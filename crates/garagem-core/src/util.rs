//! Shared utility functions used across multiple modules.

/// Normalize optional text by trimming whitespace and removing empties.
///
/// Returns `None` when the input is `None` or the trimmed value is empty.
pub fn normalize_text_option(value: Option<String>) -> Option<String> {
    let value = value?;
    let value = value.trim();
    if value.is_empty() {
        None
    } else {
        Some(value.to_string())
    }
}

/// Check if a string starts with `http://` or `https://`.
pub fn is_http_url(value: &str) -> bool {
    value.starts_with("http://") || value.starts_with("https://")
}

/// Truncate text to at most 180 characters for error messages.
pub fn compact_text(value: &str) -> String {
    value.trim().chars().take(180).collect()
}

/// Validate and normalize a service base URL.
///
/// Trims whitespace and trailing slashes, rejects empty values and
/// non-http(s) schemes.
pub fn normalize_base_url(raw: &str) -> std::result::Result<String, String> {
    let base = raw.trim().trim_end_matches('/').to_string();
    if base.is_empty() {
        return Err("base URL must not be empty".to_string());
    }
    if !is_http_url(&base) {
        return Err("base URL must include http:// or https://".to_string());
    }
    Ok(base)
}
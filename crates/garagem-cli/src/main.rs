//! Garagem CLI - manage a car collection from the terminal
//!
//! Thin front-end over the shared REST repository: every subcommand maps to
//! one car operation.

mod cli;
mod commands;
mod error;

use clap::Parser;

use crate::cli::{Cli, Commands};
use crate::error::CliError;

#[tokio::main]
async fn main() {
    dotenvy::dotenv().ok();

    tracing_subscriber::fmt()
        .with_env_filter(
            tracing_subscriber::EnvFilter::from_default_env()
                .add_directive("garagem=info".parse().expect("valid directive")),
        )
        .init();

    let cli = Cli::parse();

    if let Err(error) = run(cli).await {
        eprintln!("Error: {error}");
        std::process::exit(1);
    }
}

async fn run(cli: Cli) -> Result<(), CliError> {
    match cli.command {
        Commands::List { json } => commands::list::run_list(cli.api_url.as_deref(), json).await,
        Commands::Show { id, json } => {
            commands::show::run_show(cli.api_url.as_deref(), &id, json).await
        }
        Commands::Add {
            name,
            year,
            licence,
            lat,
            long,
            image,
            image_url,
        } => {
            commands::add::run_add(
                cli.api_url.as_deref(),
                commands::add::AddArgs {
                    name,
                    year,
                    licence,
                    lat,
                    long,
                    image,
                    image_url,
                },
            )
            .await
        }
        Commands::Edit {
            id,
            name,
            year,
            licence,
            lat,
            long,
            image,
            image_url,
        } => {
            commands::edit::run_edit(
                cli.api_url.as_deref(),
                &id,
                commands::edit::EditArgs {
                    name,
                    year,
                    licence,
                    lat,
                    long,
                    image,
                    image_url,
                },
            )
            .await
        }
        Commands::Delete { id } => commands::delete::run_delete(cli.api_url.as_deref(), &id).await,
        Commands::Completions { shell, output } => {
            commands::completions::run_completions(shell, output.as_deref())
        }
    }
}
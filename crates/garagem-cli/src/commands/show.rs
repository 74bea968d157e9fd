use garagem_core::CarRepository;

use crate::commands::common::{build_repository, format_detail_lines, require_car_id};
use crate::error::CliError;

pub async fn run_show(api_url: Option<&str>, id: &str, as_json: bool) -> Result<(), CliError> {
    let id = require_car_id(id)?;
    let repo = build_repository(api_url)?;
    let detail = repo.get_car_by_id(id).await?;

    if as_json {
        println!("{}", serde_json::to_string_pretty(&detail)?);
    } else {
        for line in format_detail_lines(&detail) {
            println!("{line}");
        }
    }

    Ok(())
}
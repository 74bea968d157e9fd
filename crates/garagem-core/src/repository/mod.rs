//! Car repository: maps wire DTOs to domain models over the REST client.
//!
//! Every operation returns `Result`; transport and deserialization failures
//! surface as `Err` values and never cross this boundary as panics.

use serde_json::json;

use crate::api::{CarApiClient, CarDto, CarResponseDto, CarSummaryDto, PlaceDto};
use crate::error::Result;
use crate::models::{Car, CarDetail};

/// Storage-agnostic car operations consumed by the UI layers.
pub trait CarRepository {
    /// List all cars as display projections.
    fn get_cars(&self) -> impl std::future::Future<Output = Result<Vec<Car>>> + Send;

    /// Fetch a single car and flatten the response envelope.
    fn get_car_by_id(&self, id: &str) -> impl std::future::Future<Output = Result<CarDetail>> + Send;

    /// Create a new car.
    fn add_car(&self, car: &CarDetail) -> impl std::future::Future<Output = Result<()>> + Send;

    /// Update an existing car.
    fn update_car(&self, car: &CarDetail) -> impl std::future::Future<Output = Result<()>> + Send;

    /// Delete a car by id.
    fn delete_car(&self, id: &str) -> impl std::future::Future<Output = Result<()>> + Send;
}

/// REST-backed implementation of [`CarRepository`].
#[derive(Debug, Clone)]
pub struct RestCarRepository {
    api: CarApiClient,
}

impl RestCarRepository {
    #[must_use]
    pub const fn new(api: CarApiClient) -> Self {
        Self { api }
    }

    /// Convenience constructor from a base URL.
    pub fn from_base_url(base_url: impl Into<String>) -> Result<Self> {
        Ok(Self::new(CarApiClient::new(base_url)?))
    }
}

impl CarRepository for RestCarRepository {
    async fn get_cars(&self) -> Result<Vec<Car>> {
        let dtos = self.api.list_cars().await?;
        Ok(dtos.into_iter().map(summary_to_car).collect())
    }

    async fn get_car_by_id(&self, id: &str) -> Result<CarDetail> {
        let envelope = self.api.fetch_car(id).await?;
        Ok(envelope_to_detail(envelope))
    }

    async fn add_car(&self, car: &CarDetail) -> Result<()> {
        self.api.create_car(&detail_to_dto(car)).await
    }

    async fn update_car(&self, car: &CarDetail) -> Result<()> {
        self.api.update_car(&car.id, &update_field_map(car)).await
    }

    async fn delete_car(&self, id: &str) -> Result<()> {
        self.api.delete_car(id).await
    }
}

fn summary_to_car(dto: CarSummaryDto) -> Car {
    Car {
        id: dto.id,
        image_url: dto.image_url,
        name: dto.name,
        licence: dto.licence,
    }
}

/// Flatten the `{ id, value: { ..., place: { lat, long } } }` envelope.
///
/// The outer `id` is authoritative; a nested `value.id` is ignored.
fn envelope_to_detail(envelope: CarResponseDto) -> CarDetail {
    CarDetail {
        id: envelope.id,
        image_url: envelope.value.image_url,
        year: envelope.value.year,
        name: envelope.value.name,
        licence: envelope.value.licence,
        latitude: envelope.value.place.lat,
        longitude: envelope.value.place.long,
    }
}

fn detail_to_dto(car: &CarDetail) -> CarDto {
    CarDto {
        id: car.id.clone(),
        image_url: car.image_url.clone(),
        year: car.year.clone(),
        name: car.name.clone(),
        licence: car.licence.clone(),
        place: PlaceDto {
            lat: car.latitude,
            long: car.longitude,
        },
    }
}

/// Ad-hoc field map sent to `PATCH /car/{id}`.
///
/// The update endpoint takes a loose map rather than the create DTO; the
/// shapes coincide today but the backend treats them as distinct contracts.
fn update_field_map(car: &CarDetail) -> serde_json::Value {
    json!({
        "id": car.id,
        "imageUrl": car.image_url,
        "year": car.year,
        "name": car.name,
        "licence": car.licence,
        "place": { "lat": car.latitude, "long": car.longitude },
    })
}
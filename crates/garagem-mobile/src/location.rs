//! Device location access.
//!
//! The maps SDK stays outside this app; coordinates are plain fields on the
//! form. This module only answers "where is the device right now" for the
//! use-current-position shortcut.
#![cfg_attr(not(target_os = "android"), allow(dead_code))]

pub trait LocationProvider {
    /// The device's last known position as `(latitude, longitude)`.
    fn current_location(&self) -> Result<(f64, f64), String>;
}

const ENV_DEVICE_LAT: &str = "GARAGEM_DEVICE_LAT";
const ENV_DEVICE_LONG: &str = "GARAGEM_DEVICE_LONG";

/// Environment-backed provider.
///
/// The Android launcher exports the platform fix into the process
/// environment before the shell starts; dev builds can set the variables by
/// hand.
#[derive(Debug, Clone, Copy, Default)]
pub struct EnvLocationProvider;

impl LocationProvider for EnvLocationProvider {
    fn current_location(&self) -> Result<(f64, f64), String> {
        read_location(|key| std::env::var(key).ok())
    }
}

fn read_location(lookup: impl Fn(&str) -> Option<String>) -> Result<(f64, f64), String> {
    let latitude = parse_env_coordinate(&lookup, ENV_DEVICE_LAT)?;
    let longitude = parse_env_coordinate(&lookup, ENV_DEVICE_LONG)?;
    Ok((latitude, longitude))
}

fn parse_env_coordinate(
    lookup: &impl Fn(&str) -> Option<String>,
    key: &str,
) -> Result<f64, String> {
    let raw = lookup(key).ok_or_else(|| "Não foi possível obter a localização.".to_string())?;
    raw.trim()
        .parse::<f64>()
        .map_err(|_| format!("{key} is not a valid coordinate"))
}

#[cfg(test)]
mod tests {
    use super::*;

    #[test]
    fn missing_variables_mean_no_location() {
        let error = read_location(|_| None).unwrap_err();
        assert!(error.contains("localização"));
    }

    #[test]
    fn both_coordinates_are_required() {
        let result = read_location(|key| {
            (key == ENV_DEVICE_LAT).then(|| "-23.55".to_string())
        });
        assert!(result.is_err());
    }

    #[test]
    fn valid_variables_parse_to_a_fix() {
        let location = read_location(|key| {
            Some(match key {
                ENV_DEVICE_LAT => " -23.55 ".to_string(),
                _ => "-46.63".to_string(),
            })
        })
        .unwrap();
        assert_eq!(location, (-23.55, -46.63));
    }

    #[test]
    fn garbage_coordinates_are_rejected() {
        let result = read_location(|_| Some("not-a-number".to_string()));
        assert!(result.is_err());
    }
}
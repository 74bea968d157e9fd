//! S3-compatible object storage for car photos.
//!
//! The mobile app and CLI upload a picked image before saving the car; the
//! backend only ever sees the resulting public URL.

use std::env;

use aws_credential_types::Credentials;
use aws_sdk_s3::{primitives::ByteStream, Client};
use aws_types::region::Region;
use uuid::Uuid;

use crate::util::normalize_base_url;
use crate::{Error, Result};

const ENV_ENDPOINT: &str = "GARAGEM_STORAGE_ENDPOINT";
const ENV_BUCKET: &str = "GARAGEM_STORAGE_BUCKET";
const ENV_ACCESS_KEY_ID: &str = "GARAGEM_STORAGE_ACCESS_KEY_ID";
const ENV_SECRET_ACCESS_KEY: &str = "GARAGEM_STORAGE_SECRET_ACCESS_KEY";
const ENV_PUBLIC_BASE_URL: &str = "GARAGEM_STORAGE_PUBLIC_BASE_URL";

/// Image storage configuration.
#[derive(Clone, Debug, PartialEq, Eq)]
pub struct ImageStorageConfig {
    /// S3-compatible endpoint URL.
    pub endpoint: String,
    /// Bucket name.
    pub bucket: String,
    /// Access key id for S3-compatible auth.
    pub access_key_id: String,
    /// Secret access key for S3-compatible auth.
    pub secret_access_key: String,
    /// Optional public URL base for serving images.
    pub public_base_url: Option<String>,
}

impl ImageStorageConfig {
    /// Load image storage configuration from environment variables.
    ///
    /// Returns `Ok(None)` when no storage variables are set.
    /// Returns an error when only a partial configuration is provided.
    pub fn from_env() -> Result<Option<Self>> {
        parse_config(|key| env::var(key).ok())
    }
}

/// Object-storage backed image store.
#[derive(Clone, Debug, PartialEq, Eq)]
pub struct ImageStorage {
    config: ImageStorageConfig,
}

impl ImageStorage {
    #[must_use]
    pub const fn new(config: ImageStorageConfig) -> Self {
        Self { config }
    }

    #[must_use]
    pub const fn config(&self) -> &ImageStorageConfig {
        &self.config
    }

    /// Upload image bytes and return the URL to store on the car record.
    pub async fn upload_image(&self, bytes: &[u8], content_type: Option<&str>) -> Result<String> {
        let object_key = build_image_key();
        let client = self.s3_client();

        let mut request = client
            .put_object()
            .bucket(&self.config.bucket)
            .key(&object_key)
            .body(ByteStream::from(bytes.to_vec()));

        if let Some(content_type) = normalize_content_type(content_type) {
            request = request.content_type(content_type);
        }

        request.send().await.map_err(|error| {
            storage_error("put_object", &self.config.bucket, Some(&object_key), error)
        })?;

        Ok(self.object_url(&object_key))
    }

    /// Delete an uploaded image by object key.
    pub async fn delete_image(&self, object_key: &str) -> Result<()> {
        let object_key = normalize_object_key(object_key)?;
        let client = self.s3_client();

        client
            .delete_object()
            .bucket(&self.config.bucket)
            .key(&object_key)
            .send()
            .await
            .map_err(|error| {
                storage_error(
                    "delete_object",
                    &self.config.bucket,
                    Some(&object_key),
                    error,
                )
            })?;

        Ok(())
    }

    /// Resolve the serving URL for an object key.
    ///
    /// Prefers the configured public base; otherwise falls back to the
    /// path-style endpoint URL.
    #[must_use]
    pub fn object_url(&self, object_key: &str) -> String {
        let key = object_key.trim_matches('/');
        self.config.public_base_url.as_ref().map_or_else(
            || format!("{}/{}/{key}", self.config.endpoint, self.config.bucket),
            |base| format!("{base}/{key}"),
        )
    }

    fn s3_client(&self) -> Client {
        let credentials = Credentials::new(
            self.config.access_key_id.clone(),
            self.config.secret_access_key.clone(),
            None,
            None,
            "garagem-core-image-storage",
        );

        let sdk_config = aws_sdk_s3::config::Builder::new()
            .region(Region::new("auto"))
            .credentials_provider(credentials)
            .endpoint_url(&self.config.endpoint)
            .force_path_style(true)
            .build();

        Client::from_conf(sdk_config)
    }
}

/// Object key for a freshly picked car image.
#[must_use]
pub fn build_image_key() -> String {
    format!("images/car_image_{}", Uuid::new_v4())
}

fn parse_config(lookup: impl Fn(&str) -> Option<String>) -> Result<Option<ImageStorageConfig>> {
    let endpoint = lookup(ENV_ENDPOINT).map(|value| value.trim().to_string());
    let bucket = lookup(ENV_BUCKET).map(|value| value.trim().to_string());
    let access_key_id = lookup(ENV_ACCESS_KEY_ID).map(|value| value.trim().to_string());
    let secret_access_key = lookup(ENV_SECRET_ACCESS_KEY).map(|value| value.trim().to_string());
    let public_base_url = lookup(ENV_PUBLIC_BASE_URL).map(|value| value.trim().to_string());

    let any_present = endpoint.is_some()
        || bucket.is_some()
        || access_key_id.is_some()
        || secret_access_key.is_some()
        || public_base_url.is_some();

    if !any_present {
        return Ok(None);
    }

    let mut missing = Vec::new();
    if endpoint.as_ref().map_or(true, String::is_empty) {
        missing.push(ENV_ENDPOINT);
    }
    if bucket.as_ref().map_or(true, String::is_empty) {
        missing.push(ENV_BUCKET);
    }
    if access_key_id.as_ref().map_or(true, String::is_empty) {
        missing.push(ENV_ACCESS_KEY_ID);
    }
    if secret_access_key.as_ref().map_or(true, String::is_empty) {
        missing.push(ENV_SECRET_ACCESS_KEY);
    }

    if !missing.is_empty() {
        return Err(Error::InvalidInput(format!(
            "Image storage configuration is incomplete. Missing: {}",
            missing.join(", ")
        )));
    }

    let endpoint = endpoint.expect("validated above");
    let endpoint = normalize_base_url(&endpoint).map_err(Error::InvalidInput)?;
    let public_base_url = match public_base_url.filter(|value| !value.is_empty()) {
        Some(value) => Some(normalize_base_url(&value).map_err(Error::InvalidInput)?),
        None => None,
    };

    Ok(Some(ImageStorageConfig {
        endpoint,
        bucket: bucket.expect("validated above"),
        access_key_id: access_key_id.expect("validated above"),
        secret_access_key: secret_access_key.expect("validated above"),
        public_base_url,
    }))
}

fn storage_error(
    operation: &str,
    bucket: &str,
    object_key: Option<&str>,
    error: impl std::fmt::Display,
) -> Error {
    let target = object_key.map_or_else(|| bucket.to_string(), |key| format!("{bucket}/{key}"));
    Error::Storage(format!("Storage {operation} failed for {target}: {error}"))
}

fn normalize_object_key(object_key: &str) -> Result<String> {
    let object_key = object_key.trim().trim_matches('/').to_string();
    if object_key.is_empty() {
        return Err(Error::InvalidInput(
            "Image object_key cannot be empty".to_string(),
        ));
    }
    Ok(object_key)
}

fn normalize_content_type(content_type: Option<&str>) -> Option<String> {
    let value = content_type?.trim();
    if value.is_empty() {
        None
    } else {
        Some(value.to_string())
    }
}

#[cfg(test)]
mod tests {
    use super::*;

    fn full_config() -> ImageStorageConfig {
        ImageStorageConfig {
            endpoint: "https://storage.example.com".to_string(),
            bucket: "cars".to_string(),
            access_key_id: "key".to_string(),
            secret_access_key: "secret".to_string(),
            public_base_url: None,
        }
    }

    #[test]
    fn build_image_key_uses_expected_namespace() {
        let key = build_image_key();
        assert!(key.starts_with("images/car_image_"));

        let suffix = key.trim_start_matches("images/car_image_");
        assert!(Uuid::parse_str(suffix).is_ok());
    }

    #[test]
    fn missing_all_variables_means_storage_disabled() {
        let parsed = parse_config(|_| None).unwrap();
        assert!(parsed.is_none());
    }

    #[test]
    fn partial_configuration_is_an_error() {
        let error = parse_config(|key| {
            (key == ENV_BUCKET).then(|| "cars".to_string())
        })
        .unwrap_err();
        assert!(error.to_string().contains(ENV_ENDPOINT));
    }

    #[test]
    fn object_url_prefers_public_base() {
        let mut config = full_config();
        config.public_base_url = Some("https://img.example.com".to_string());
        let storage = ImageStorage::new(config);
        assert_eq!(
            storage.object_url("/images/car_image_1/"),
            "https://img.example.com/images/car_image_1"
        );
    }

    #[test]
    fn object_url_falls_back_to_endpoint_path() {
        let storage = ImageStorage::new(full_config());
        assert_eq!(
            storage.object_url("images/car_image_1"),
            "https://storage.example.com/cars/images/car_image_1"
        );
    }

    #[test]
    fn normalize_object_key_rejects_empty() {
        assert!(normalize_object_key("  / ").is_err());
        assert_eq!(normalize_object_key("/a/b/").unwrap(), "a/b");
    }
}
use garagem_core::CarRepository;

use crate::commands::common::{build_repository, car_to_list_item, format_car_lines, CarListItem};
use crate::error::CliError;

pub async fn run_list(api_url: Option<&str>, as_json: bool) -> Result<(), CliError> {
    let repo = build_repository(api_url)?;
    let cars = repo.get_cars().await?;

    if as_json {
        let json_items = cars.iter().map(car_to_list_item).collect::<Vec<CarListItem>>();
        println!("{}", serde_json::to_string_pretty(&json_items)?);
    } else {
        for line in format_car_lines(&cars) {
            println!("{line}");
        }
    }

    Ok(())
}
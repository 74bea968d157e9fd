//! Error types for garagem-core

use thiserror::Error;

/// Result type alias using garagem-core's Error
pub type Result<T> = std::result::Result<T, Error>;

/// Errors that can occur in garagem-core operations
#[derive(Error, Debug)]
pub enum Error {
    /// HTTP transport error
    #[error("HTTP request failed: {0}")]
    Http(#[from] reqwest::Error),

    /// Backend returned a non-success response
    #[error("API error: {0}")]
    Api(String),

    /// Car not found
    #[error("Car not found: {0}")]
    NotFound(String),

    /// Invalid input
    #[error("Invalid input: {0}")]
    InvalidInput(String),

    /// Serialization error
    #[error("Serialization error: {0}")]
    Serialization(#[from] serde_json::Error),

    /// Object storage error
    #[error("Storage error: {0}")]
    Storage(String),

    /// IO error
    #[error("IO error: {0}")]
    Io(#[from] std::io::Error),
}
use garagem_core::CarRepository;

use crate::commands::common::{build_repository, require_car_id};
use crate::error::CliError;

pub async fn run_delete(api_url: Option<&str>, id: &str) -> Result<(), CliError> {
    let id = require_car_id(id)?;
    let repo = build_repository(api_url)?;
    repo.delete_car(id).await?;

    println!("Deleted car {id}");
    Ok(())
}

####################

Return exactly the leading lines of the listing, stopping after the line in which "pub fn is_http_url(value: &str)" occurs.

◆ **Exercise output**:
filename crates/garagem-core/src/util.rs
//! Shared utility functions used across multiple modules.

/// Normalize optional text by trimming whitespace and removing empties.
///
/// Returns `None` when the input is `None` or the trimmed value is empty.
pub fn normalize_text_option(value: Option<String>) -> Option<String> {
    let value = value?;
    let value = value.trim();
    if value.is_empty() {
        None
    } else {
        Some(value.to_string())
    }
}

/// Check if a string starts with `http://` or `https://`.
pub fn is_http_url(value: &str) -> bool {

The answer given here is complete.